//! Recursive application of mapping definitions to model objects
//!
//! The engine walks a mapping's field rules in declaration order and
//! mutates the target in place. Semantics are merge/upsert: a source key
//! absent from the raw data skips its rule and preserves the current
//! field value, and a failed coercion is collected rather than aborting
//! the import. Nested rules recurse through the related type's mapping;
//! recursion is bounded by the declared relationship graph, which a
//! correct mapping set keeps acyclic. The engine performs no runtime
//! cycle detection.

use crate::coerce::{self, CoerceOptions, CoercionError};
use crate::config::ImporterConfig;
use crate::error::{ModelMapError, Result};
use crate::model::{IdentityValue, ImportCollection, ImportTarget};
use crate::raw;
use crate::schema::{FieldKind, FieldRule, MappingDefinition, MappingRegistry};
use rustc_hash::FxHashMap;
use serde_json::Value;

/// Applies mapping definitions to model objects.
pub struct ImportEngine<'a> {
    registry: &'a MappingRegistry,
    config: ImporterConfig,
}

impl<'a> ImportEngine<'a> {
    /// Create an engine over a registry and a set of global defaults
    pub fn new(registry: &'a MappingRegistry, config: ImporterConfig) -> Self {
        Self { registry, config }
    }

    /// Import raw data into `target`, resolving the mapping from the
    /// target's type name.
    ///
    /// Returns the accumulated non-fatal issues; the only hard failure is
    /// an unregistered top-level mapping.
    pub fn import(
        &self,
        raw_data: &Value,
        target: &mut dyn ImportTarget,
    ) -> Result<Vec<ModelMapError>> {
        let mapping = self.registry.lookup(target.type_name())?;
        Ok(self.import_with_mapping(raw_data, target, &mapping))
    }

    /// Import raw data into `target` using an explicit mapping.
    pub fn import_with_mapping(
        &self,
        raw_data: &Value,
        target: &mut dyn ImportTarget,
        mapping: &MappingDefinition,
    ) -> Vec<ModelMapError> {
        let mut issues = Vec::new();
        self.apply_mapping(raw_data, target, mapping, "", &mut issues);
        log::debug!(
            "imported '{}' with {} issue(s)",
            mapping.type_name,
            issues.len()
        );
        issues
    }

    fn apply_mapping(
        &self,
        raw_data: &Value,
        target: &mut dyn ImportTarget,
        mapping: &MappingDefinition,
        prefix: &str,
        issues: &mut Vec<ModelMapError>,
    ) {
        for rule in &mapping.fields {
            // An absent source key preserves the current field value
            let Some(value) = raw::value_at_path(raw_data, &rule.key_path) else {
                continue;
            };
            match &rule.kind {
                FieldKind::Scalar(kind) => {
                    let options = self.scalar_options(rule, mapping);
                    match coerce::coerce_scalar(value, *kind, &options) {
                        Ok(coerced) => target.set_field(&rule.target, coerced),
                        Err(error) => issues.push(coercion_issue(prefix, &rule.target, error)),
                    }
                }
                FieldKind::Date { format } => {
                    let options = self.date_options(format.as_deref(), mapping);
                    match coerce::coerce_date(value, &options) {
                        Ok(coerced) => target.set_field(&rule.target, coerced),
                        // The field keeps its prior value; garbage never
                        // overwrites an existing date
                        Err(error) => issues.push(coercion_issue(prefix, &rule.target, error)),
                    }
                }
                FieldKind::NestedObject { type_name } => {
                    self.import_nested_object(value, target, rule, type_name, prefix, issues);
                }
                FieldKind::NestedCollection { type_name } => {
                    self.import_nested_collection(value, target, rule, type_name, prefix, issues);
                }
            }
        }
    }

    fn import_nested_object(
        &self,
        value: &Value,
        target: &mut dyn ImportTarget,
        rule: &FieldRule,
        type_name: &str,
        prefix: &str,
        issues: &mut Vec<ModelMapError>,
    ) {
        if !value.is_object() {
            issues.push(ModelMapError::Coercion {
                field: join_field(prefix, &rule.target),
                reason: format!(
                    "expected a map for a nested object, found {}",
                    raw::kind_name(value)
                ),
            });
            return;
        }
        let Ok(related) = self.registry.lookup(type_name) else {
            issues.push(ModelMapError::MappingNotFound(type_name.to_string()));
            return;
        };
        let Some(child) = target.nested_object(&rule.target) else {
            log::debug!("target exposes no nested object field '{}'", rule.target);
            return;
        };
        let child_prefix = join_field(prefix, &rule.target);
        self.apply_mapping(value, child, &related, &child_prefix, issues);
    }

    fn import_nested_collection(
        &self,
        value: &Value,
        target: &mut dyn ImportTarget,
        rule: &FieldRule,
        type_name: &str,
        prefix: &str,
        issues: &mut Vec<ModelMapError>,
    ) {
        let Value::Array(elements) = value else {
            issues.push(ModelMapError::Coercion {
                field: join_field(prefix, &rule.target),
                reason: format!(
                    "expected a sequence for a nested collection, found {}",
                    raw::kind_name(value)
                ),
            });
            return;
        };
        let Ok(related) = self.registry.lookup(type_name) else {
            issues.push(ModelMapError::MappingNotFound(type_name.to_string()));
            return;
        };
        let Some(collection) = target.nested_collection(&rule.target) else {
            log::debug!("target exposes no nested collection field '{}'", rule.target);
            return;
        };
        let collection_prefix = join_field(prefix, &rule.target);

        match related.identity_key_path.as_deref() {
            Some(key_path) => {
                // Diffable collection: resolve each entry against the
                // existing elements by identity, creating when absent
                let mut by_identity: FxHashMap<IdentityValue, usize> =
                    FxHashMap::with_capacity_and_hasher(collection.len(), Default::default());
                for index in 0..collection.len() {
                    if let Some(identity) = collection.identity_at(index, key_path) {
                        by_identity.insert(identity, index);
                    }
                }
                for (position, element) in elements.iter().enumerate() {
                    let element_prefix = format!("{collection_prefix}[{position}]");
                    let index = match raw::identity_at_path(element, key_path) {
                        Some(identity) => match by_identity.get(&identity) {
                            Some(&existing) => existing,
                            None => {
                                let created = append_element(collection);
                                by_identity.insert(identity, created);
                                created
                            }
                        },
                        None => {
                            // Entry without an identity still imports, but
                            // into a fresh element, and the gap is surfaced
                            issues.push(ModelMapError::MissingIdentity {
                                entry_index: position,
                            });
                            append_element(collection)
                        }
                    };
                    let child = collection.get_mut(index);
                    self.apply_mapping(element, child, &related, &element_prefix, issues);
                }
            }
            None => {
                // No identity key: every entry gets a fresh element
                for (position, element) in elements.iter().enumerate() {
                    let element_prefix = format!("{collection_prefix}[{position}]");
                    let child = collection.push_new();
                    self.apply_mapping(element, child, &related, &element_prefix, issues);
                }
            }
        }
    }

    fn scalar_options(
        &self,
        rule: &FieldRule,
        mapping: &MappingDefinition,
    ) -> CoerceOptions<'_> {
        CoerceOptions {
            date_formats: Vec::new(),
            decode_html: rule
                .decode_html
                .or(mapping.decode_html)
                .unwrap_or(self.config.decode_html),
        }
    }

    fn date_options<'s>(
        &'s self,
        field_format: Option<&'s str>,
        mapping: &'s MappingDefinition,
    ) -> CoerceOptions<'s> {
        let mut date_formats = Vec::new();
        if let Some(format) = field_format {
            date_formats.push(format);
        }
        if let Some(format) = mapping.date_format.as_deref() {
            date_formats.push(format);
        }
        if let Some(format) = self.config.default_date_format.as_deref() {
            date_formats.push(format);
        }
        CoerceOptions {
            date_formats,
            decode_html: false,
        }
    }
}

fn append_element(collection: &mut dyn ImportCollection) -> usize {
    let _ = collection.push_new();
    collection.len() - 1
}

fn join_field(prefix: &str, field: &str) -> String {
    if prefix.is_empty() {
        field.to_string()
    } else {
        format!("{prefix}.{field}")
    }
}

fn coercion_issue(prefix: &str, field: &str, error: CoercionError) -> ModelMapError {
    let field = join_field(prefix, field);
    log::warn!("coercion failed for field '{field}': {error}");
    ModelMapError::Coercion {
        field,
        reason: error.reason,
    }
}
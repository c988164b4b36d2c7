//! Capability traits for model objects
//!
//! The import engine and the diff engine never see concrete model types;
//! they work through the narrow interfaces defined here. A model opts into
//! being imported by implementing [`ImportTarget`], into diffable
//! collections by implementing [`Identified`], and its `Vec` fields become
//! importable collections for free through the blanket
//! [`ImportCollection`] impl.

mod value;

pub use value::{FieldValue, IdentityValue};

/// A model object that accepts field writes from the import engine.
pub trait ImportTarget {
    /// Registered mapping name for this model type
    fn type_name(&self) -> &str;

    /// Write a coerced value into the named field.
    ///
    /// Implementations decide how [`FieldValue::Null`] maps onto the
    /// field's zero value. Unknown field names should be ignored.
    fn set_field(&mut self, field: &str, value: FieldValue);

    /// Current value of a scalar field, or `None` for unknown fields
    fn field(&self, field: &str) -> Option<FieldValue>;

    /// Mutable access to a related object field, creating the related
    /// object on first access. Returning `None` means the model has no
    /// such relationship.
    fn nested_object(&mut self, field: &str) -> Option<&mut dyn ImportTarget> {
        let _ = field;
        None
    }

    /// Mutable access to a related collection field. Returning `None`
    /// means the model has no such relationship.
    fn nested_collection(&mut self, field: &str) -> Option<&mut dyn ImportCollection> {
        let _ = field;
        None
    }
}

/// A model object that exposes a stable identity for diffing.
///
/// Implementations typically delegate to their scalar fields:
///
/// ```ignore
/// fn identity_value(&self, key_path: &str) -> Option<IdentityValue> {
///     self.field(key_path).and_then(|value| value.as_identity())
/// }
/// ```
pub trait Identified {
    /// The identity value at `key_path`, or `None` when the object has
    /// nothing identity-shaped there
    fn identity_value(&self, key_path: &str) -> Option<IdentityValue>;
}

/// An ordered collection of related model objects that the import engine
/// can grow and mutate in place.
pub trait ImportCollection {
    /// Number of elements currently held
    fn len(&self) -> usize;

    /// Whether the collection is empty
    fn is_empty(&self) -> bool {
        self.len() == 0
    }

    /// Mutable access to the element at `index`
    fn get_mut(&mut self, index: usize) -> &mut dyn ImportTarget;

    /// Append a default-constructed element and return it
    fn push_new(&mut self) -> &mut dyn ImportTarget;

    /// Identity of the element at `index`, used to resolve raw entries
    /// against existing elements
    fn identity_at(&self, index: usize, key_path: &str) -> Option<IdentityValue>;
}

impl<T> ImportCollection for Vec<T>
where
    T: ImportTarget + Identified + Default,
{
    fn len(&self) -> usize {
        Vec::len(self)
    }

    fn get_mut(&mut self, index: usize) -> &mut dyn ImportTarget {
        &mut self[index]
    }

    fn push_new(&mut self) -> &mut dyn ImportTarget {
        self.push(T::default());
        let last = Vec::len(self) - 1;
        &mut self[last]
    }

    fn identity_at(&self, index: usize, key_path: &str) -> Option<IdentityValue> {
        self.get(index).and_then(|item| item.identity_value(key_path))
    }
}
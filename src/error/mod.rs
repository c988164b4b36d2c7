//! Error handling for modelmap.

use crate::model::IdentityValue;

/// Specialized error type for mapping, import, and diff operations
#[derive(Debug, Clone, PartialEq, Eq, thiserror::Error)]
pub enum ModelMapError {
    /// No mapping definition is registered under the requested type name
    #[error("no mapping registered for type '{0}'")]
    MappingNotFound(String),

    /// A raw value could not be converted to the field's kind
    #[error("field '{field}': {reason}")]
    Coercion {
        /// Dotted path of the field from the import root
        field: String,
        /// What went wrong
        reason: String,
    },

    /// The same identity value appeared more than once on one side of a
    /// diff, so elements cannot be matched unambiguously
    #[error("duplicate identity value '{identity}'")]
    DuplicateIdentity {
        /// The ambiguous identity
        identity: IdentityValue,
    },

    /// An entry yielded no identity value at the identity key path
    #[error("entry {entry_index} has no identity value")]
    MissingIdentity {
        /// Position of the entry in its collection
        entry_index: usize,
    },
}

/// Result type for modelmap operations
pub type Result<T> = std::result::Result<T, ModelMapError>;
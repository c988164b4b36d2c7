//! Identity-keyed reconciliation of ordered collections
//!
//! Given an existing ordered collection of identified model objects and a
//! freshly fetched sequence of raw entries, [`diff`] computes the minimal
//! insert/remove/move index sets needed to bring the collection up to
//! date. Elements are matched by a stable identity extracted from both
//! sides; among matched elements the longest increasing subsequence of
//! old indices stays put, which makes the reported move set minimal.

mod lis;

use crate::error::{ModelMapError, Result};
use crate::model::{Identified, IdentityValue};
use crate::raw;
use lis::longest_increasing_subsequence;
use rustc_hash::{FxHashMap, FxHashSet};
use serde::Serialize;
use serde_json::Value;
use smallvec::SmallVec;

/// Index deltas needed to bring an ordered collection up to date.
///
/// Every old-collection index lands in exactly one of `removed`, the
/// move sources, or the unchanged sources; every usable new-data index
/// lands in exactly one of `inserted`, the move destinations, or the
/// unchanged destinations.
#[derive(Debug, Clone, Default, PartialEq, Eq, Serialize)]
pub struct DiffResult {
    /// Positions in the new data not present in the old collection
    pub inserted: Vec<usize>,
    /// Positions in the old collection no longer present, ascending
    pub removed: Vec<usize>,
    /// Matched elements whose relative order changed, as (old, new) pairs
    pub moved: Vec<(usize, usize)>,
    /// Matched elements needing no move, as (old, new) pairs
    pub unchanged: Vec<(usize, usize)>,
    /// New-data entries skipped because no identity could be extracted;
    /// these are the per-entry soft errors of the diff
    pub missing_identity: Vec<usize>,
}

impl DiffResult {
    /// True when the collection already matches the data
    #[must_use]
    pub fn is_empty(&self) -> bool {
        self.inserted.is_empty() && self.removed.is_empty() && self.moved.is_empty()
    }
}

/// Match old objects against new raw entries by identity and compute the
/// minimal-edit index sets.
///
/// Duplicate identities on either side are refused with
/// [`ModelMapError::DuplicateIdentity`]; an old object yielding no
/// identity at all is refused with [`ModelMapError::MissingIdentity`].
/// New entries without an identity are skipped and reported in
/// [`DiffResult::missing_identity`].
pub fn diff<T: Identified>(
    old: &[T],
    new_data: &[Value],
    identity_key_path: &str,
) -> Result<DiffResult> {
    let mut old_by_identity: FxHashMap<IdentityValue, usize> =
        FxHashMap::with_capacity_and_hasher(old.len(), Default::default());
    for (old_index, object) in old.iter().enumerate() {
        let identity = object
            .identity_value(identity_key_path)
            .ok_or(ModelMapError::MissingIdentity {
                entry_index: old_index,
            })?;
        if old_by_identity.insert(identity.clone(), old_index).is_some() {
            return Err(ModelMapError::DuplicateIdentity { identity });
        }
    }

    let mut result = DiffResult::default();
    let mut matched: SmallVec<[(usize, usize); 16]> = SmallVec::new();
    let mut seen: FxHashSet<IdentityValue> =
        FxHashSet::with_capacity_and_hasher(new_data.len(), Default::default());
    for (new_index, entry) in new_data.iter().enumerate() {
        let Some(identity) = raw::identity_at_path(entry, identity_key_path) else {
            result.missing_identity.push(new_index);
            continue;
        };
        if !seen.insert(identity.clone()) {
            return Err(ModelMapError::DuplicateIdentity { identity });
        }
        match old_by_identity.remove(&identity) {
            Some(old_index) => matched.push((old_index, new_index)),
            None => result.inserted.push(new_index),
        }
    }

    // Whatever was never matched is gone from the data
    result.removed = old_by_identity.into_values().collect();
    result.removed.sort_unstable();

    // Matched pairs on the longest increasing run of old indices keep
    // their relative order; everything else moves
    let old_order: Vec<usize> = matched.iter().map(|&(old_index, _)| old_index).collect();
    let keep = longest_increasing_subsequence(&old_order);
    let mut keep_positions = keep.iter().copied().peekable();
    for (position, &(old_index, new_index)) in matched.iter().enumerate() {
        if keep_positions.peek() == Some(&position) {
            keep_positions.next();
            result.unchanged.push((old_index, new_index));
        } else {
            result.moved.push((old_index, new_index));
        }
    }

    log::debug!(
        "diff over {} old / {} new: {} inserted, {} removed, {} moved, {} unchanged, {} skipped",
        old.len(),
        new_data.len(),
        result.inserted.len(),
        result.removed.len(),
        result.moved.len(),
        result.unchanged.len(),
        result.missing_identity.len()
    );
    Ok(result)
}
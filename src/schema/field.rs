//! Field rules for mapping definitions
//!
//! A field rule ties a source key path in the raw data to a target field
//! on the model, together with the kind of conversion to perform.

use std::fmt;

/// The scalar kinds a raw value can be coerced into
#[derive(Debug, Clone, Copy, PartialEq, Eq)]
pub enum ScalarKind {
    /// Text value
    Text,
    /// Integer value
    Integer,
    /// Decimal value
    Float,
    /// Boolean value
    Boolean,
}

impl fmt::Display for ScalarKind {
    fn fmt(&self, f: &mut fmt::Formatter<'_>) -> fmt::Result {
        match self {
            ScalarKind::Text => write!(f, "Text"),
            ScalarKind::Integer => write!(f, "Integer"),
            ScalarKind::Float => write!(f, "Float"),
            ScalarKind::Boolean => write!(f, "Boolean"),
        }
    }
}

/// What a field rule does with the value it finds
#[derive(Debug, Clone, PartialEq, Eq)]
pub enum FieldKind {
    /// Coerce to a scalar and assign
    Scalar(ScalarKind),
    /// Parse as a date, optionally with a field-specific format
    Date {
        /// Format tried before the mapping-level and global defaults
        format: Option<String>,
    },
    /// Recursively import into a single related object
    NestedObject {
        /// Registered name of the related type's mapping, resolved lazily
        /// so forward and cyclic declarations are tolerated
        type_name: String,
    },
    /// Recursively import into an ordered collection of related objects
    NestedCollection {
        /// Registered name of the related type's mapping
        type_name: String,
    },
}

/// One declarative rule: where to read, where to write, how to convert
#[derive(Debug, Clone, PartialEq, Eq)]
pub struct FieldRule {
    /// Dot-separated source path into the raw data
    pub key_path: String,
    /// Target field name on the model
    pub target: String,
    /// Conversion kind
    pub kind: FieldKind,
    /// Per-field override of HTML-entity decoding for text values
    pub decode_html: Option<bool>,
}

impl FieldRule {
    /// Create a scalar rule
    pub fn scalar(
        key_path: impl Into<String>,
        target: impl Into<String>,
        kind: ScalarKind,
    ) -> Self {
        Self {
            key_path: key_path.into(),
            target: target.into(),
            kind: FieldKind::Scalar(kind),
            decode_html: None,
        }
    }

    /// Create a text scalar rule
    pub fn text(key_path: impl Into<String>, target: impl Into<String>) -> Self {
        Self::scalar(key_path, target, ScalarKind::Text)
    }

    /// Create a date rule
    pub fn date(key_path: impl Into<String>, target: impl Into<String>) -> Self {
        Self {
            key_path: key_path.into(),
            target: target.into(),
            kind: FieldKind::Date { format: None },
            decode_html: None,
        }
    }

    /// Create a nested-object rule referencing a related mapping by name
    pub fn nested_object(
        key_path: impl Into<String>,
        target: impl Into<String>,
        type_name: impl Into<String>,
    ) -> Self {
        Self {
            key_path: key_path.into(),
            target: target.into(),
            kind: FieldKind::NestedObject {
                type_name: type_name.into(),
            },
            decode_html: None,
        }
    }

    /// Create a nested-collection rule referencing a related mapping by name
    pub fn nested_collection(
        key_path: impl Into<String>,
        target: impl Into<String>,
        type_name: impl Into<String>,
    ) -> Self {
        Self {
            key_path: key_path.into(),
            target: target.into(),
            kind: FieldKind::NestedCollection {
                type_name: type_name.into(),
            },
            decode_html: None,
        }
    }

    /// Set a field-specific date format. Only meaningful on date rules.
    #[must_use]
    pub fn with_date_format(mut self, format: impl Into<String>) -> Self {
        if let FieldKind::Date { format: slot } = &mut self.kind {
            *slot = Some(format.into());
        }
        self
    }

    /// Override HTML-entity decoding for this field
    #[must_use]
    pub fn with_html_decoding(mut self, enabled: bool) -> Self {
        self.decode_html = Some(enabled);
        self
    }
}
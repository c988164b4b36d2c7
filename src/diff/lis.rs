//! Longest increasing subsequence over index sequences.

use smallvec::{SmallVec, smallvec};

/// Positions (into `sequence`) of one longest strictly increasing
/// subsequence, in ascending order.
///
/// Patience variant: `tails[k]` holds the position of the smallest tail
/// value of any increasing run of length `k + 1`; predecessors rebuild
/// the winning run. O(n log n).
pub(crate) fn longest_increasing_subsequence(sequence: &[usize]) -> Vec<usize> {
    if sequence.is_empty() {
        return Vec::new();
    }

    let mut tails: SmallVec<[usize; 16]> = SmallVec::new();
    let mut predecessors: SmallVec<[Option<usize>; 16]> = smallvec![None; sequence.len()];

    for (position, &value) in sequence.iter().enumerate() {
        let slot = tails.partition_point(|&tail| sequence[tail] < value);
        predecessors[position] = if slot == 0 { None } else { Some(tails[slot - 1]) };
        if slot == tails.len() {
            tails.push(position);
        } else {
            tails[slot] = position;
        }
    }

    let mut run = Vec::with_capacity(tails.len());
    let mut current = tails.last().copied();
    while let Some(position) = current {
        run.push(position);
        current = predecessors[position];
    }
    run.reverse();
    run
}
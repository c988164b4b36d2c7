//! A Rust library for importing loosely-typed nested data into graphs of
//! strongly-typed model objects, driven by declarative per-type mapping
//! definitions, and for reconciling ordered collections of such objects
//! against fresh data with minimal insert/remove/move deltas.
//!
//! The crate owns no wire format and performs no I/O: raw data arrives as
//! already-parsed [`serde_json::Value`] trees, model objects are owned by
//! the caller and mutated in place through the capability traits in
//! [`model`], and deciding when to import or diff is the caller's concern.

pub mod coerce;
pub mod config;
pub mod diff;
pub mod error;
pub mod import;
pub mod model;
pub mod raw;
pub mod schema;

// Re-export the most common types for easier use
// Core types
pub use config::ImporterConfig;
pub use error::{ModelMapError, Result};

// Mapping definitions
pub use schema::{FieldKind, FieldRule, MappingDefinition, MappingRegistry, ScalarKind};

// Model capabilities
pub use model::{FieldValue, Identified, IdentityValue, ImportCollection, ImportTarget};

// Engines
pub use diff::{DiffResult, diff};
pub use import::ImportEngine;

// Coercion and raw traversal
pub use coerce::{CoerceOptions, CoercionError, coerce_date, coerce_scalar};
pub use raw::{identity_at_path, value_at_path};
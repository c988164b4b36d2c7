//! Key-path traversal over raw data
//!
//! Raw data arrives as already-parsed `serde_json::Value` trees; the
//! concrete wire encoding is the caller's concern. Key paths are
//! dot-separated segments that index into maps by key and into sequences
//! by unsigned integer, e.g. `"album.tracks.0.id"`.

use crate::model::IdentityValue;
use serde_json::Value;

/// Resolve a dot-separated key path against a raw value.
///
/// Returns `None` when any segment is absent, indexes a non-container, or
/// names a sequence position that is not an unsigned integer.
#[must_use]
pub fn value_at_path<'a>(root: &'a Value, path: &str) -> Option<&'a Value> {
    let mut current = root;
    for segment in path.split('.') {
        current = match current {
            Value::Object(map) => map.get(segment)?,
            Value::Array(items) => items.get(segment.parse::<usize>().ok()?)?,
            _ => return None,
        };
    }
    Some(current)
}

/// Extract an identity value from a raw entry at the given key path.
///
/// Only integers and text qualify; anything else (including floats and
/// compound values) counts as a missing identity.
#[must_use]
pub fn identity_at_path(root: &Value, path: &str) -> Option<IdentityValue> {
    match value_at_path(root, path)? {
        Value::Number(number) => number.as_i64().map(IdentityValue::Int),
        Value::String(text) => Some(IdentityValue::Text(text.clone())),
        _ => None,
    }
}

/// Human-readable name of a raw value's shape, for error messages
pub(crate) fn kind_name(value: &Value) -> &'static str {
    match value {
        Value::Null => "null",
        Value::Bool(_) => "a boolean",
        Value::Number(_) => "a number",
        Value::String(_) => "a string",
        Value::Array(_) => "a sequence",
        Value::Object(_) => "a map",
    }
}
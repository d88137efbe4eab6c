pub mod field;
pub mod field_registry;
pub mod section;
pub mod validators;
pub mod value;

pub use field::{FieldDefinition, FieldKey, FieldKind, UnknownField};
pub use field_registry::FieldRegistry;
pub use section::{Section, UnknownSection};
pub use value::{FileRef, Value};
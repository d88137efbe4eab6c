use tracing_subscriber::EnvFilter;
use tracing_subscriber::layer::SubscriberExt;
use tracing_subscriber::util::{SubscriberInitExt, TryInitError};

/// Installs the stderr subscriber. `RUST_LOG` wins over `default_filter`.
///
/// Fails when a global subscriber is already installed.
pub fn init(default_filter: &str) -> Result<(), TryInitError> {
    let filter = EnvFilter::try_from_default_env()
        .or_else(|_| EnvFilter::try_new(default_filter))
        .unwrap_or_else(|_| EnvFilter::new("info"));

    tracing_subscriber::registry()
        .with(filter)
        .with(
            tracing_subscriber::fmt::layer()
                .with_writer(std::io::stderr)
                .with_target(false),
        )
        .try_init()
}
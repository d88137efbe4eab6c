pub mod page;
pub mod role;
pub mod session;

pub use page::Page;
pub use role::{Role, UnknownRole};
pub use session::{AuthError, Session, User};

:: Exercise requirements ::
Search the records for the string "enumerate" and return every line in which it occurs.

:: Result ::
                for (position, element) in elements.iter().enumerate() {
                for (position, element) in elements.iter().enumerate() {
    for (old_index, object) in old.iter().enumerate() {
    for (new_index, entry) in new_data.iter().enumerate() {
    for (position, &(old_index, new_index)) in matched.iter().enumerate() {
    for (position, &value) in sequence.iter().enumerate() {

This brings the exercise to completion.